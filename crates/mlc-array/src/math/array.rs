use std::ops::{Index, IndexMut};
use std::slice::{Iter, IterMut};

use crate::error::MlcError;
use crate::math::shape::Shape;
use crate::Result;

/// Owned, row-major `f32` array tagged with its shape.
///
/// Every constructor validates the shape and the buffer length, so a value
/// built here always satisfies `data.len() == shape.numel() > 0`. The
/// `Default` value (and any array after `release`) is the empty sentinel:
/// no axes, no data, and `is_usable() == false`.
#[derive(Clone, Debug, Default, PartialEq)]
pub struct NumericArray {
    data: Vec<f32>,
    shape: Shape,
}

impl NumericArray {
    pub fn from_shape_vec(dims: &[usize], data: Vec<f32>) -> Result<Self> {
        let shape = Shape::new(dims)?;
        if data.len() != shape.numel() {
            return Err(MlcError::ShapeMismatch {
                expected: shape.numel(),
                found: data.len(),
            });
        }
        Ok(Self { data, shape })
    }

    /// Zero-filled array, typically the destination of a vector operation.
    pub fn zeros(dims: &[usize]) -> Result<Self> {
        let size = Shape::validate(dims)?;
        let mut data = alloc_exact(size)?;
        data.resize(size, 0.0);
        Self::from_shape_vec(dims, data)
    }

    /// Usable iff data is present and the element count is nonzero.
    pub fn is_usable(&self) -> bool {
        !self.data.is_empty() && self.data.len() == self.shape.numel()
    }

    pub fn check_usable(&self) -> Result<()> {
        if self.is_usable() {
            Ok(())
        } else {
            Err(MlcError::InvalidArgument(
                "array is empty or has been released".to_string(),
            ))
        }
    }

    /// Free data and shape and reset to the empty sentinel.
    ///
    /// Safe to call any number of times.
    pub fn release(&mut self) {
        self.data = Vec::new();
        self.shape.clear();
    }

    pub fn size(&self) -> usize {
        self.data.len()
    }

    pub fn rank(&self) -> usize {
        self.shape.rank()
    }

    pub fn shape(&self) -> &Shape {
        &self.shape
    }

    pub fn dims(&self) -> &[usize] {
        self.shape.dims()
    }

    pub fn data(&self) -> &[f32] {
        &self.data
    }

    /// Mutable view of the values; the length cannot change through it.
    pub fn data_mut(&mut self) -> &mut [f32] {
        &mut self.data
    }

    pub fn iter(&self) -> Iter<'_, f32> {
        self.data.iter()
    }

    pub fn iter_mut(&mut self) -> IterMut<'_, f32> {
        self.data.iter_mut()
    }

    pub fn get(&self, index: &[usize]) -> Option<f32> {
        self.shape.offset(index).map(|offset| self.data[offset])
    }

    /// Row `row` of a 2-D array.
    pub fn row(&self, row: usize) -> Option<&[f32]> {
        match self.shape.dims() {
            &[rows, cols] if row < rows => {
                let start = row * cols;
                Some(&self.data[start..start + cols])
            }
            _ => None,
        }
    }

    pub fn to_vec(&self) -> Vec<f32> {
        self.data.clone()
    }

    pub fn into_vec(self) -> Vec<f32> {
        self.data
    }
}

/// Reserve exactly `len` floats, reporting allocation failure as an error.
pub(crate) fn alloc_exact(len: usize) -> Result<Vec<f32>> {
    let mut data = Vec::new();
    data.try_reserve_exact(len).map_err(|e| {
        MlcError::ResourceExhausted(format!("cannot allocate {} elements: {}", len, e))
    })?;
    Ok(data)
}

impl Index<usize> for NumericArray {
    type Output = f32;

    fn index(&self, index: usize) -> &Self::Output {
        &self.data[index]
    }
}

impl IndexMut<usize> for NumericArray {
    fn index_mut(&mut self, index: usize) -> &mut Self::Output {
        &mut self.data[index]
    }
}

....

### [Task directions]
Which lines in the records above contain the word "IndexMut"? Copy each one.

### [Exercise result]
use std::ops::{Index, IndexMut};
impl IndexMut<usize> for NumericArray {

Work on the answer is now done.